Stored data
........
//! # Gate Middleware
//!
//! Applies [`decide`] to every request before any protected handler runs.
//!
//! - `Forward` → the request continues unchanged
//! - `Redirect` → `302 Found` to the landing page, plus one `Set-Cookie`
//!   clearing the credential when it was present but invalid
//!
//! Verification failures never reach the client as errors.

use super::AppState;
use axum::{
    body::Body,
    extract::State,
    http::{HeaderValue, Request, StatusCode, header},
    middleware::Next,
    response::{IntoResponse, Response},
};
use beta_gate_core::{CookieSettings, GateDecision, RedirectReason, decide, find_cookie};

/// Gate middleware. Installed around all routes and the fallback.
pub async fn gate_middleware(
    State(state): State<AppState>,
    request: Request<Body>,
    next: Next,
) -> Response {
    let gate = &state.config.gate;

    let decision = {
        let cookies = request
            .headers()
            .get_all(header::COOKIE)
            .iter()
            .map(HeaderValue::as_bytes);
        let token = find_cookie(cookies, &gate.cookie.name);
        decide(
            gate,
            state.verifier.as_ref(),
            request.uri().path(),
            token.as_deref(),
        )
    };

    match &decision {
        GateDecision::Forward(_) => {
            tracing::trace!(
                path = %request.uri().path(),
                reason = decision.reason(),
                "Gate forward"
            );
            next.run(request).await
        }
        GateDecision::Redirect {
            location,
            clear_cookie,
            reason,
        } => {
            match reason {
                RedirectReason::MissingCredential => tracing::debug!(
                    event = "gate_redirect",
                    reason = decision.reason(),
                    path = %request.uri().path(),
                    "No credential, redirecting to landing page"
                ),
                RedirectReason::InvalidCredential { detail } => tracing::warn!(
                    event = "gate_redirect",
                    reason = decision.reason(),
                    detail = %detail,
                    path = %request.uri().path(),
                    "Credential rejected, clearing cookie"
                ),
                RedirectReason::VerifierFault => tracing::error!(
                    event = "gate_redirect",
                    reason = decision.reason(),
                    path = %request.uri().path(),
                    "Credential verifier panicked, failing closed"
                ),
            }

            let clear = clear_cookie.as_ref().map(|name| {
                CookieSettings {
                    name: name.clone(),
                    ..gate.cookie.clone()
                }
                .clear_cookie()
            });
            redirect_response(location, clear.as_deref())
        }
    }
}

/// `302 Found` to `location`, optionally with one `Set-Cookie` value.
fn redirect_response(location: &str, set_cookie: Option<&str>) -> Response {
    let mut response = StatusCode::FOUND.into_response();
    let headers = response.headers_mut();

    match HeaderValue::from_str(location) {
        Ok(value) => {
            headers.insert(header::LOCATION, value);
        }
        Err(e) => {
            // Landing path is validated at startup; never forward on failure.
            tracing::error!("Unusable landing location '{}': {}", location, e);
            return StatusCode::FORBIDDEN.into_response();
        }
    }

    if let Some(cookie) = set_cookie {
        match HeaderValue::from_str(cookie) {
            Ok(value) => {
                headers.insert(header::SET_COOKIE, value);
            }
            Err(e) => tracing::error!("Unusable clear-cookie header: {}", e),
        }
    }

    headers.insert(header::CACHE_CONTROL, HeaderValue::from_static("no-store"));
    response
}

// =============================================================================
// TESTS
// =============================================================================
........
Every line from above should appear again in the answer, exactly as written.

//! # Gate Middleware
//!
//! Applies [`decide`] to every request before any protected handler runs.
//!
//! - `Forward` → the request continues unchanged
//! - `Redirect` → `302 Found` to the landing page, plus one `Set-Cookie`
//!   clearing the credential when it was present but invalid
//!
//! Verification failures never reach the client as errors.

use super::AppState;
use axum::{
    body::Body,
    extract::State,
    http::{HeaderValue, Request, StatusCode, header},
    middleware::Next,
    response::{IntoResponse, Response},
};
use beta_gate_core::{CookieSettings, GateDecision, RedirectReason, decide, find_cookie};

/// Gate middleware. Installed around all routes and the fallback.
pub async fn gate_middleware(
    State(state): State<AppState>,
    request: Request<Body>,
    next: Next,
) -> Response {
    let gate = &state.config.gate;

    let decision = {
        let cookies = request
            .headers()
            .get_all(header::COOKIE)
            .iter()
            .map(HeaderValue::as_bytes);
        let token = find_cookie(cookies, &gate.cookie.name);
        decide(
            gate,
            state.verifier.as_ref(),
            request.uri().path(),
            token.as_deref(),
        )
    };

    match &decision {
        GateDecision::Forward(_) => {
            tracing::trace!(
                path = %request.uri().path(),
                reason = decision.reason(),
                "Gate forward"
            );
            next.run(request).await
        }
        GateDecision::Redirect {
            location,
            clear_cookie,
            reason,
        } => {
            match reason {
                RedirectReason::MissingCredential => tracing::debug!(
                    event = "gate_redirect",
                    reason = decision.reason(),
                    path = %request.uri().path(),
                    "No credential, redirecting to landing page"
                ),
                RedirectReason::InvalidCredential { detail } => tracing::warn!(
                    event = "gate_redirect",
                    reason = decision.reason(),
                    detail = %detail,
                    path = %request.uri().path(),
                    "Credential rejected, clearing cookie"
                ),
                RedirectReason::VerifierFault => tracing::error!(
                    event = "gate_redirect",
                    reason = decision.reason(),
                    path = %request.uri().path(),
                    "Credential verifier panicked, failing closed"
                ),
            }

            let clear = clear_cookie.as_ref().map(|name| {
                CookieSettings {
                    name: name.clone(),
                    ..gate.cookie.clone()
                }
                .clear_cookie()
            });
            redirect_response(location, clear.as_deref())
        }
    }
}

/// `302 Found` to `location`, optionally with one `Set-Cookie` value.
fn redirect_response(location: &str, set_cookie: Option<&str>) -> Response {
    let mut response = StatusCode::FOUND.into_response();
    let headers = response.headers_mut();

    match HeaderValue::from_str(location) {
        Ok(value) => {
            headers.insert(header::LOCATION, value);
        }
        Err(e) => {
            // Landing path is validated at startup; never forward on failure.
            tracing::error!("Unusable landing location '{}': {}", location, e);
            return StatusCode::FORBIDDEN.into_response();
        }
    }

    if let Some(cookie) = set_cookie {
        match HeaderValue::from_str(cookie) {
            Ok(value) => {
                headers.insert(header::SET_COOKIE, value);
            }
            Err(e) => tracing::error!("Unusable clear-cookie header: {}", e),
        }
    }

    headers.insert(header::CACHE_CONTROL, HeaderValue::from_static("no-store"));
    response
}

// =============================================================================
// TESTS
// =============================================================================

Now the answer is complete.